(Records for the exercise begins)
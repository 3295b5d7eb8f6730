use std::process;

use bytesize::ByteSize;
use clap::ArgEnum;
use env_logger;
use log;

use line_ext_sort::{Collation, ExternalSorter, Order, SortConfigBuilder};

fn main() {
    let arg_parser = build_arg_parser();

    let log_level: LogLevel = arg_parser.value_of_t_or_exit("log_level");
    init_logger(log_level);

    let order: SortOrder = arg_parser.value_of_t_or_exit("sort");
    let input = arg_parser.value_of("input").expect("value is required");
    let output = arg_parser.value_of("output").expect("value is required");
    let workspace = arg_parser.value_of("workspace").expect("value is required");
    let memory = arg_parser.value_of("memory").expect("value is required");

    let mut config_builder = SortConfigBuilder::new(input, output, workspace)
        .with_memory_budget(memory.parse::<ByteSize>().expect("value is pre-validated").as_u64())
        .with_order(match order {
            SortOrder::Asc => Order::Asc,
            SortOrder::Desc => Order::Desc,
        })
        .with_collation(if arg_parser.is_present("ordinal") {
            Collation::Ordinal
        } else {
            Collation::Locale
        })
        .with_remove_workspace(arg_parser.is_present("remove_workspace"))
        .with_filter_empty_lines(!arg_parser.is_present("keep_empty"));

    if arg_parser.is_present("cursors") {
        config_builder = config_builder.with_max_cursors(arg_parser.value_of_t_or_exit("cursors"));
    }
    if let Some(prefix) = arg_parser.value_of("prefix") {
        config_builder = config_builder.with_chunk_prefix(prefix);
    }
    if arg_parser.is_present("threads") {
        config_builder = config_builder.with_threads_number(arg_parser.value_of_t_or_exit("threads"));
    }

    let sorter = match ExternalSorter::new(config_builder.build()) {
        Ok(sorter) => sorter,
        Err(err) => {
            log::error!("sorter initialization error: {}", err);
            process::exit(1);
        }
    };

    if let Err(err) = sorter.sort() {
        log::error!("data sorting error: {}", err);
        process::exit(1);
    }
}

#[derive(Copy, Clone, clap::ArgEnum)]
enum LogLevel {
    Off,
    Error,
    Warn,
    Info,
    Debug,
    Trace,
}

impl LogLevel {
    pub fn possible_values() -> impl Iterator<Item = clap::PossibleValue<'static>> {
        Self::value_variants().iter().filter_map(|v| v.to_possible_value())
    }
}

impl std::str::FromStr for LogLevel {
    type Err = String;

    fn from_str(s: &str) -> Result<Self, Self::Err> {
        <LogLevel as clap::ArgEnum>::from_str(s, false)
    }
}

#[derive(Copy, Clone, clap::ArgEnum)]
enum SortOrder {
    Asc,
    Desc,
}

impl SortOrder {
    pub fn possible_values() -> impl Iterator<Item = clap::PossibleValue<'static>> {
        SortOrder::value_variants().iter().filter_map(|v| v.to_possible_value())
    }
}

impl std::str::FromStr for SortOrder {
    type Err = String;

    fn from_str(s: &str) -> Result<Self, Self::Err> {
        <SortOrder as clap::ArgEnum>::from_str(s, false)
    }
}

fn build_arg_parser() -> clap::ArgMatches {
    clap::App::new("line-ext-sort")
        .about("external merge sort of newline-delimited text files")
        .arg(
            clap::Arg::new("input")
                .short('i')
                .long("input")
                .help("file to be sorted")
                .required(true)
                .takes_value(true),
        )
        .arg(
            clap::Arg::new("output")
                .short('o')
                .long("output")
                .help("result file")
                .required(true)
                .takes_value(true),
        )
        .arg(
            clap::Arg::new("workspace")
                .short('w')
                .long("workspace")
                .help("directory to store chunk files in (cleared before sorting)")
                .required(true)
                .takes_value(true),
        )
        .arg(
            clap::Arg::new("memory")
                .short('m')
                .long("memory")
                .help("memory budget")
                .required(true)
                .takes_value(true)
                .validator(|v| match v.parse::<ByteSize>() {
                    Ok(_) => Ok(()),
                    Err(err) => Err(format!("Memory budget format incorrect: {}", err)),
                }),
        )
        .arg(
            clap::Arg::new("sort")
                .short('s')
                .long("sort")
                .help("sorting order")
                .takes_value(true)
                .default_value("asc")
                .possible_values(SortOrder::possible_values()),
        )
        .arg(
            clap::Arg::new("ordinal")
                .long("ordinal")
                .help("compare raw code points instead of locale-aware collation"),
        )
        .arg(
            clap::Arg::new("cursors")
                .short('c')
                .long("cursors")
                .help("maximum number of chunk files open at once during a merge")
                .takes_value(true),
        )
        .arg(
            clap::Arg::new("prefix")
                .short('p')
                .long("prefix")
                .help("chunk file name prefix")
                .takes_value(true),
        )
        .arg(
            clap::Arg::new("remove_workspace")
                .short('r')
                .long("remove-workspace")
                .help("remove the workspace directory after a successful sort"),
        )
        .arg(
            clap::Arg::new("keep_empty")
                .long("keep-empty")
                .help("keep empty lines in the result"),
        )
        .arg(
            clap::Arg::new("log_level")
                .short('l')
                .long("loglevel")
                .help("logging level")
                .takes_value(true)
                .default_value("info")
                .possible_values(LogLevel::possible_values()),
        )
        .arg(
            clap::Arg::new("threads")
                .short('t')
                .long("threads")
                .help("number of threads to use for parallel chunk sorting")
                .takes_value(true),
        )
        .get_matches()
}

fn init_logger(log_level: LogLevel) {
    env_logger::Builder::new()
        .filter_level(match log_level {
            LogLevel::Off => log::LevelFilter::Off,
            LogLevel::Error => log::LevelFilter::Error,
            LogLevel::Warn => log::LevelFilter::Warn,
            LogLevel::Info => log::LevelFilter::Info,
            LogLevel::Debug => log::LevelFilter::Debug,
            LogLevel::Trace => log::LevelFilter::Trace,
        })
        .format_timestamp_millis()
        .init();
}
(Records for the exercise ends)
(Records for the exercise begins)
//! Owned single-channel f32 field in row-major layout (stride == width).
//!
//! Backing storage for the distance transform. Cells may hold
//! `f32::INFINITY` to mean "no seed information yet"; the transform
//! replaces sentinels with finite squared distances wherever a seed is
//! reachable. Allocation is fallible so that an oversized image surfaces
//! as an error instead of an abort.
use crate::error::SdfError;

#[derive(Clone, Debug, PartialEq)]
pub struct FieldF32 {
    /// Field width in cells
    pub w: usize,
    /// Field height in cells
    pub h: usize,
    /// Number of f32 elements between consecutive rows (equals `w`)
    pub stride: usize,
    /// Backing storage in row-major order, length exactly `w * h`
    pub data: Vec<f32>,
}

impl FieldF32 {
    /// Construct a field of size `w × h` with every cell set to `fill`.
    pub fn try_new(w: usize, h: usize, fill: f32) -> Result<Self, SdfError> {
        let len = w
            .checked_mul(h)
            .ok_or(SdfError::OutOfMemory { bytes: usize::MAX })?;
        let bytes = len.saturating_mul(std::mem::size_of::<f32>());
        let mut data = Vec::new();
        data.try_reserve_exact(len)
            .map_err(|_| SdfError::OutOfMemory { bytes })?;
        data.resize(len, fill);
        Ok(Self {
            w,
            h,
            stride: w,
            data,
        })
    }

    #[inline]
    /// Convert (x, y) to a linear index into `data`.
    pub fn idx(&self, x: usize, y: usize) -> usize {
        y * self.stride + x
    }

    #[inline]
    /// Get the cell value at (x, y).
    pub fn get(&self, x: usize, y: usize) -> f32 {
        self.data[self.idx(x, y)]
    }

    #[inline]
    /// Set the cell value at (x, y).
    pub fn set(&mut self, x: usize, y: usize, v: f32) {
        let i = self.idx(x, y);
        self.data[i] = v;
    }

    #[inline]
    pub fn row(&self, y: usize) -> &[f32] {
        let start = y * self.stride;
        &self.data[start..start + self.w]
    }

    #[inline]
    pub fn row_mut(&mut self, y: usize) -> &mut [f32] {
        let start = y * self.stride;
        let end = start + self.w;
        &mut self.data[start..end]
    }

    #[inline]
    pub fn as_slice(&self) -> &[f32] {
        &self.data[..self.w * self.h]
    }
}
(Records for the exercise ends)
# What you need to do
Whenever a line in the material above holds the string "Backing", copy that line in full.

# Answer space
//! Backing storage for the distance transform. Cells may hold
    /// Backing storage in row-major order, length exactly `w * h`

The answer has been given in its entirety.